Aim of the task:
From the first line of the data below, copy each line up to the one containing "let (sp, cp) = pitch.sin_cos();", and include that line too.

[Collected data]
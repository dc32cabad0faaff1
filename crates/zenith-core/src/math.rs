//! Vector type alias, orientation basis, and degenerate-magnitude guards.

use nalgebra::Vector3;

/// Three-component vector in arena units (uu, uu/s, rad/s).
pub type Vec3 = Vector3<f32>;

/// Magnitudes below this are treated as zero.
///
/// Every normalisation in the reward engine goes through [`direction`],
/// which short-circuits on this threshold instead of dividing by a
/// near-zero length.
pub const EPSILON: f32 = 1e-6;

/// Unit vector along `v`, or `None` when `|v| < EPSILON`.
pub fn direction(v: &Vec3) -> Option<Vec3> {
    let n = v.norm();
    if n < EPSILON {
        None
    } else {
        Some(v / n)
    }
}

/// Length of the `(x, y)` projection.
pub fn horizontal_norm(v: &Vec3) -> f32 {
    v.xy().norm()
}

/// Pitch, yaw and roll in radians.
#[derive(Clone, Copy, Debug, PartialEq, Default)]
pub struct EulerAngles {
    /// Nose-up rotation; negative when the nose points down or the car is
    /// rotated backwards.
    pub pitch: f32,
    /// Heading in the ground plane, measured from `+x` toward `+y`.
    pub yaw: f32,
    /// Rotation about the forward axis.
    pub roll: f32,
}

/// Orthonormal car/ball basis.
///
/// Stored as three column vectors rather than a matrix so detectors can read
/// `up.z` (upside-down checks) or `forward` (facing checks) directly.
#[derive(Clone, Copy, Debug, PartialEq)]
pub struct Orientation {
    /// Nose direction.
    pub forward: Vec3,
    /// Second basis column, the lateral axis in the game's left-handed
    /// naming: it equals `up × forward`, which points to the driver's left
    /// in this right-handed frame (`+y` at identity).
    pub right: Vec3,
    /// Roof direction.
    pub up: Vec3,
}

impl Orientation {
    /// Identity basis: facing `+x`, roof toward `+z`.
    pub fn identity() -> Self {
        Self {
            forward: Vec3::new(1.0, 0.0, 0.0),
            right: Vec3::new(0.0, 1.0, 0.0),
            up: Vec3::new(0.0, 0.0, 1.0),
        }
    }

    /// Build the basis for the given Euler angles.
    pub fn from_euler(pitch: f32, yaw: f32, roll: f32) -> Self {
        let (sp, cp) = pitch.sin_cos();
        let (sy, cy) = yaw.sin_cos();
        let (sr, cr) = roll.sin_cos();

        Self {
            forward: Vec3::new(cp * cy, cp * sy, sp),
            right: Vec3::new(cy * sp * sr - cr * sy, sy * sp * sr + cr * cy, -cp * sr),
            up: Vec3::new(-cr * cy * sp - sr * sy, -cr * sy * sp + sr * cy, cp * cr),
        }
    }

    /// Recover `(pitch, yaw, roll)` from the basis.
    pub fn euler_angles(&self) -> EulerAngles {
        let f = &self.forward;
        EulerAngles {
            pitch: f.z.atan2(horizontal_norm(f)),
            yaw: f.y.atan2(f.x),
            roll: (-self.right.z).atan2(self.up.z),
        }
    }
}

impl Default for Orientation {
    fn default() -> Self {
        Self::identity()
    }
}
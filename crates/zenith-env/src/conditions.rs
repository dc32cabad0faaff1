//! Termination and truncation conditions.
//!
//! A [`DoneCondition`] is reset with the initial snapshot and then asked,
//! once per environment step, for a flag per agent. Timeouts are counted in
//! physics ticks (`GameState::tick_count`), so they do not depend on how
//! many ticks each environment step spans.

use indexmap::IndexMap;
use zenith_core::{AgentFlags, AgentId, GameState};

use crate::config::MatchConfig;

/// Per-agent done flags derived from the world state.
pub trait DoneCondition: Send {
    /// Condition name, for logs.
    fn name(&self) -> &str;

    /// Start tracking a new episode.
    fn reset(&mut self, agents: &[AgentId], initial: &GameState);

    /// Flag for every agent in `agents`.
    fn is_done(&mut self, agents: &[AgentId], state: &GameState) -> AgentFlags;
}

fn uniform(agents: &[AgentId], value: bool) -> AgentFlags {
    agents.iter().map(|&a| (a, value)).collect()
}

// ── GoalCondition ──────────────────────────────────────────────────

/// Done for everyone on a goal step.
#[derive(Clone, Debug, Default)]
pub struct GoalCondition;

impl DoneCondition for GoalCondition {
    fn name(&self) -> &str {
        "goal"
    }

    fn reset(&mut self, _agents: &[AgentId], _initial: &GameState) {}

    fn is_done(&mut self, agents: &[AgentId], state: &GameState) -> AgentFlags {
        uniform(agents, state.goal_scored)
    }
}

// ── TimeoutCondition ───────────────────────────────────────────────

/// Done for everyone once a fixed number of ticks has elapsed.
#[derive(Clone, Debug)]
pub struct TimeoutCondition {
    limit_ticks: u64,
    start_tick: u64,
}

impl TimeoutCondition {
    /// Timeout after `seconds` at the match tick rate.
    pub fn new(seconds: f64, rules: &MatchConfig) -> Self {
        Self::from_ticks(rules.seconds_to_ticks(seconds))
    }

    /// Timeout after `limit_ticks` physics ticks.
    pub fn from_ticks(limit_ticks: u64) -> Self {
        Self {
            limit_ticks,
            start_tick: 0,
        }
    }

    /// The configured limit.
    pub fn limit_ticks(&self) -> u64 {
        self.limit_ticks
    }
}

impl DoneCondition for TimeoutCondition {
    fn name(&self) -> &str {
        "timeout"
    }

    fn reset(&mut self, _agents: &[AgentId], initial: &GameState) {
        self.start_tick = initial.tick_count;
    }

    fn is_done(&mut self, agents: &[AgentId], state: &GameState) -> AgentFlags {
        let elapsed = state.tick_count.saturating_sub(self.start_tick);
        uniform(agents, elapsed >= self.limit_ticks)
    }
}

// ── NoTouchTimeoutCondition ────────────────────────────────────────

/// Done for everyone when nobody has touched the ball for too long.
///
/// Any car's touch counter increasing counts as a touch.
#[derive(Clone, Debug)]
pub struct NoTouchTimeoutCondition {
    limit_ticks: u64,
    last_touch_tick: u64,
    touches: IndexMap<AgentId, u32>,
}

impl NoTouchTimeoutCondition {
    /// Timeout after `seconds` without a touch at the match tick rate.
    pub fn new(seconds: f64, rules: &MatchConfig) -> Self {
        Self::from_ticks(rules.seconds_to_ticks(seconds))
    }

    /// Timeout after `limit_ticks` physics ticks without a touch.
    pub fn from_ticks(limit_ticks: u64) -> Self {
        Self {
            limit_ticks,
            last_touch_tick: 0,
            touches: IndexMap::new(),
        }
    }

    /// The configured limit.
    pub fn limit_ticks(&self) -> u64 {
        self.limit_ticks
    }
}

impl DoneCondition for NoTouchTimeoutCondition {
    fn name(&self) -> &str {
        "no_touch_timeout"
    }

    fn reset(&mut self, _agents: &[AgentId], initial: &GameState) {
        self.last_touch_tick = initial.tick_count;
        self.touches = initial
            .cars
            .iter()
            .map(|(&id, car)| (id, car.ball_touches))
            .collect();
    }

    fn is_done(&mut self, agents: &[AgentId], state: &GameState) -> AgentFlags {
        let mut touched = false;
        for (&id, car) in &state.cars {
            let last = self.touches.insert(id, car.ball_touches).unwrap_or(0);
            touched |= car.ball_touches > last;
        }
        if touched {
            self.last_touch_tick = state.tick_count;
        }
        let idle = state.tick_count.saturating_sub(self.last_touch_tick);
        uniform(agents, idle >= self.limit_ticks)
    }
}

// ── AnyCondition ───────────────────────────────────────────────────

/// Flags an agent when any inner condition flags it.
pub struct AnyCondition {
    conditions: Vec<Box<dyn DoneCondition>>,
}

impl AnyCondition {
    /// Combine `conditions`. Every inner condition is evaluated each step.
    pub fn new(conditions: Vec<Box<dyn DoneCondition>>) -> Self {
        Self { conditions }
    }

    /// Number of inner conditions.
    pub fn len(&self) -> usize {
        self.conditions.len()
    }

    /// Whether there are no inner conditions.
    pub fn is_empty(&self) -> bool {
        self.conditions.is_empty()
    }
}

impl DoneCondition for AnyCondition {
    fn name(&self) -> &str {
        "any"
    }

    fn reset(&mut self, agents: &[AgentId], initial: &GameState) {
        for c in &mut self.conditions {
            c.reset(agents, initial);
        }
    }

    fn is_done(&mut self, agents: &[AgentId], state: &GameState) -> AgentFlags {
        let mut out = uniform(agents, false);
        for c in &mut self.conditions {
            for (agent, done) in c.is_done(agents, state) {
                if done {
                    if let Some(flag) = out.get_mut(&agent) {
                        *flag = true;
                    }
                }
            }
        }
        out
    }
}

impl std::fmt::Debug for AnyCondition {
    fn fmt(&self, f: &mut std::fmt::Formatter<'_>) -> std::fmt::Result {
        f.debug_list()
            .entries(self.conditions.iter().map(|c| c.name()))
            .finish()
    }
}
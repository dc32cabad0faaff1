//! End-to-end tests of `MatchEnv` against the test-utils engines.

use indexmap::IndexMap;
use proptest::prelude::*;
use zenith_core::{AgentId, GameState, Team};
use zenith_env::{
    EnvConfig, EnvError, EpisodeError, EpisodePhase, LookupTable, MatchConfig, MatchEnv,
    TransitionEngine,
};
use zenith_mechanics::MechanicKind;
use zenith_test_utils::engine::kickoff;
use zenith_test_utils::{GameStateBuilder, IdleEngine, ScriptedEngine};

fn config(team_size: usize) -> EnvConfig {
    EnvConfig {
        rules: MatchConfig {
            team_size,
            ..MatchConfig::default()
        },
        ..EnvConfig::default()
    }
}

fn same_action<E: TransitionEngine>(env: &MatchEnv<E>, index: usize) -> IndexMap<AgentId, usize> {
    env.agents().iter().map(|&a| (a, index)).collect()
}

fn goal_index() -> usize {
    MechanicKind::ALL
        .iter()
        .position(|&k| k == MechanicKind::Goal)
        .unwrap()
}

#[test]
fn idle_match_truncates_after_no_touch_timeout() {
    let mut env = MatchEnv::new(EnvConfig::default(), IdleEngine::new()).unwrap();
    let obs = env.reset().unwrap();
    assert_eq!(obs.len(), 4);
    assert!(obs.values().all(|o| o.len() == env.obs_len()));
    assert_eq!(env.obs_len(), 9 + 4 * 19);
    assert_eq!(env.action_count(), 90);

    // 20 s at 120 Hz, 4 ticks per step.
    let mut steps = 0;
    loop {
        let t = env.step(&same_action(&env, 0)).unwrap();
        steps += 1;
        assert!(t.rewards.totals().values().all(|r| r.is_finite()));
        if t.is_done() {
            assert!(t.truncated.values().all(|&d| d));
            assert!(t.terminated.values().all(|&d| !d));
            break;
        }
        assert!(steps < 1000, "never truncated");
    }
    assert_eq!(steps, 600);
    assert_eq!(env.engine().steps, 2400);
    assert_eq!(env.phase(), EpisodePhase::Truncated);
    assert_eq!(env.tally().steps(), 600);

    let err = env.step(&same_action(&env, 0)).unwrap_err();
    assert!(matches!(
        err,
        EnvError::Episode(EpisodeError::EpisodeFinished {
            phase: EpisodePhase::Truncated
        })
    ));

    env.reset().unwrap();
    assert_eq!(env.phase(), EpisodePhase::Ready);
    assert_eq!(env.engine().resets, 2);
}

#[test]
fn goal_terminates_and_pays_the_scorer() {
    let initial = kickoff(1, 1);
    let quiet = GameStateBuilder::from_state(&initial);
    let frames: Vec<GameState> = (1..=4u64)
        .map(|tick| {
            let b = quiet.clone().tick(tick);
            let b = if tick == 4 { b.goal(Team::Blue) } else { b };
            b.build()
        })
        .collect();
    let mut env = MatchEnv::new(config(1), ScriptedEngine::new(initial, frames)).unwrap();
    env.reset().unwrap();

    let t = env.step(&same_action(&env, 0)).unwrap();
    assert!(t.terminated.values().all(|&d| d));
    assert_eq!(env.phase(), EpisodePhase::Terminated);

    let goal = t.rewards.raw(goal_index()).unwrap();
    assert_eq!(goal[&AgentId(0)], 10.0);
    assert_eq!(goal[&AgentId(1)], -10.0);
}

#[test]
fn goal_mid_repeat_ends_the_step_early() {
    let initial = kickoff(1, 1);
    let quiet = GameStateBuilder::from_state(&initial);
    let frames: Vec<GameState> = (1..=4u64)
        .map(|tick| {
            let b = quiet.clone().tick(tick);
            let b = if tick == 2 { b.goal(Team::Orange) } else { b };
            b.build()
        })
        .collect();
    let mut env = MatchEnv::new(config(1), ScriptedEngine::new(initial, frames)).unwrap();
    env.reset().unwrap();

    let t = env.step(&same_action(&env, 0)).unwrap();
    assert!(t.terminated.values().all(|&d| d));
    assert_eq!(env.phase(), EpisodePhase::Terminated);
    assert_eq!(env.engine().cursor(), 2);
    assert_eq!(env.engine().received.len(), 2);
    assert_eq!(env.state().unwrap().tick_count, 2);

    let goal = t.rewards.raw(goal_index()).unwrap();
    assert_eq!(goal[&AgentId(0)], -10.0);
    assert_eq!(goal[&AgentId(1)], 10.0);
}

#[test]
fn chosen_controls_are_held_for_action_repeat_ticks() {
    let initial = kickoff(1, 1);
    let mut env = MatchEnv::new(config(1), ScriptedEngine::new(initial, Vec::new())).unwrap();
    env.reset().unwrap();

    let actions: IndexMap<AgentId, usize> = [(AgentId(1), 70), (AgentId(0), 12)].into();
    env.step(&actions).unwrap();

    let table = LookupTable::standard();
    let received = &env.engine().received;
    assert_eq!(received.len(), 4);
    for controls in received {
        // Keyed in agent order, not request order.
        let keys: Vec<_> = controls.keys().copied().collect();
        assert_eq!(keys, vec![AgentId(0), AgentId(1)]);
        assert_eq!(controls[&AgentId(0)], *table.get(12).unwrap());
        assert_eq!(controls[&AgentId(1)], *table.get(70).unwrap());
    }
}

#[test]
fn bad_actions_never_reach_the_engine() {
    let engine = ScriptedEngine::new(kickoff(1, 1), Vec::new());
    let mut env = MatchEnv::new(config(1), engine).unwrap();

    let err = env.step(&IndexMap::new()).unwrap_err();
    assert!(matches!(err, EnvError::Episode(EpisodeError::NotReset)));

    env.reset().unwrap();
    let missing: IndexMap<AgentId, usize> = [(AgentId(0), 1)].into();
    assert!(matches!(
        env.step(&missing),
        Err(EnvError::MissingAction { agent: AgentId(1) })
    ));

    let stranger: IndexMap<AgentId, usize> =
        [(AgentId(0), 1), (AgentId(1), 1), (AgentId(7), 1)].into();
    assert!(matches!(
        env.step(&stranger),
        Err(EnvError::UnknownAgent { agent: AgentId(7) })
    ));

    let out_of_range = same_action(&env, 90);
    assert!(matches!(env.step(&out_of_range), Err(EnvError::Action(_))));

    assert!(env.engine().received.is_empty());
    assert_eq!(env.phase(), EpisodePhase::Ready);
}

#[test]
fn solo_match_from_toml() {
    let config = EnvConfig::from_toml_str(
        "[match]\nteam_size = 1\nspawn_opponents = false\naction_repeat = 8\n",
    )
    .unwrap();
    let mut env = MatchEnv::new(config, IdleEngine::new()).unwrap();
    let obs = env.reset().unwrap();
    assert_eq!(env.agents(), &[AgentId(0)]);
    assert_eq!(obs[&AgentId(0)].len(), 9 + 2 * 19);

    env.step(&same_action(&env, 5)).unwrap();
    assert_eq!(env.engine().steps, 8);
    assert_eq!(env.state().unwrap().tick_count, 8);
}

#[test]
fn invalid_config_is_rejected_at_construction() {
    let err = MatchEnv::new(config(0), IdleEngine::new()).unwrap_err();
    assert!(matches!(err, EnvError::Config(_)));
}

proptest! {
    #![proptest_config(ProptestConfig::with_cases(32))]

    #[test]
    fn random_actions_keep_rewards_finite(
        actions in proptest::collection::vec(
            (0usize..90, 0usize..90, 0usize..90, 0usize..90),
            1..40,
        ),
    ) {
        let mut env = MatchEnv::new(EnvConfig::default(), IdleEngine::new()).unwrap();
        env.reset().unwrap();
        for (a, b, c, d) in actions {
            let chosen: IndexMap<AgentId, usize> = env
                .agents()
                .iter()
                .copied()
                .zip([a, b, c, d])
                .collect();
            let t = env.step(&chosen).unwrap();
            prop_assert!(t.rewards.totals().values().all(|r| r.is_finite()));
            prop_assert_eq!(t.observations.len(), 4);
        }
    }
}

Reply:
repository dc32cabad0faaff1
filename crates/zenith-core/src/math.rs
//! Vector type alias, orientation basis, and degenerate-magnitude guards.

use nalgebra::Vector3;

/// Three-component vector in arena units (uu, uu/s, rad/s).
pub type Vec3 = Vector3<f32>;

/// Magnitudes below this are treated as zero.
///
/// Every normalisation in the reward engine goes through [`direction`],
/// which short-circuits on this threshold instead of dividing by a
/// near-zero length.
pub const EPSILON: f32 = 1e-6;

/// Unit vector along `v`, or `None` when `|v| < EPSILON`.
pub fn direction(v: &Vec3) -> Option<Vec3> {
    let n = v.norm();
    if n < EPSILON {
        None
    } else {
        Some(v / n)
    }
}

/// Length of the `(x, y)` projection.
pub fn horizontal_norm(v: &Vec3) -> f32 {
    v.xy().norm()
}

/// Pitch, yaw and roll in radians.
#[derive(Clone, Copy, Debug, PartialEq, Default)]
pub struct EulerAngles {
    /// Nose-up rotation; negative when the nose points down or the car is
    /// rotated backwards.
    pub pitch: f32,
    /// Heading in the ground plane, measured from `+x` toward `+y`.
    pub yaw: f32,
    /// Rotation about the forward axis.
    pub roll: f32,
}

/// Orthonormal car/ball basis.
///
/// Stored as three column vectors rather than a matrix so detectors can read
/// `up.z` (upside-down checks) or `forward` (facing checks) directly.
#[derive(Clone, Copy, Debug, PartialEq)]
pub struct Orientation {
    /// Nose direction.
    pub forward: Vec3,
    /// Second basis column, the lateral axis in the game's left-handed
    /// naming: it equals `up × forward`, which points to the driver's left
    /// in this right-handed frame (`+y` at identity).
    pub right: Vec3,
    /// Roof direction.
    pub up: Vec3,
}

impl Orientation {
    /// Identity basis: facing `+x`, roof toward `+z`.
    pub fn identity() -> Self {
        Self {
            forward: Vec3::new(1.0, 0.0, 0.0),
            right: Vec3::new(0.0, 1.0, 0.0),
            up: Vec3::new(0.0, 0.0, 1.0),
        }
    }

    /// Build the basis for the given Euler angles.
    pub fn from_euler(pitch: f32, yaw: f32, roll: f32) -> Self {
        let (sp, cp) = pitch.sin_cos();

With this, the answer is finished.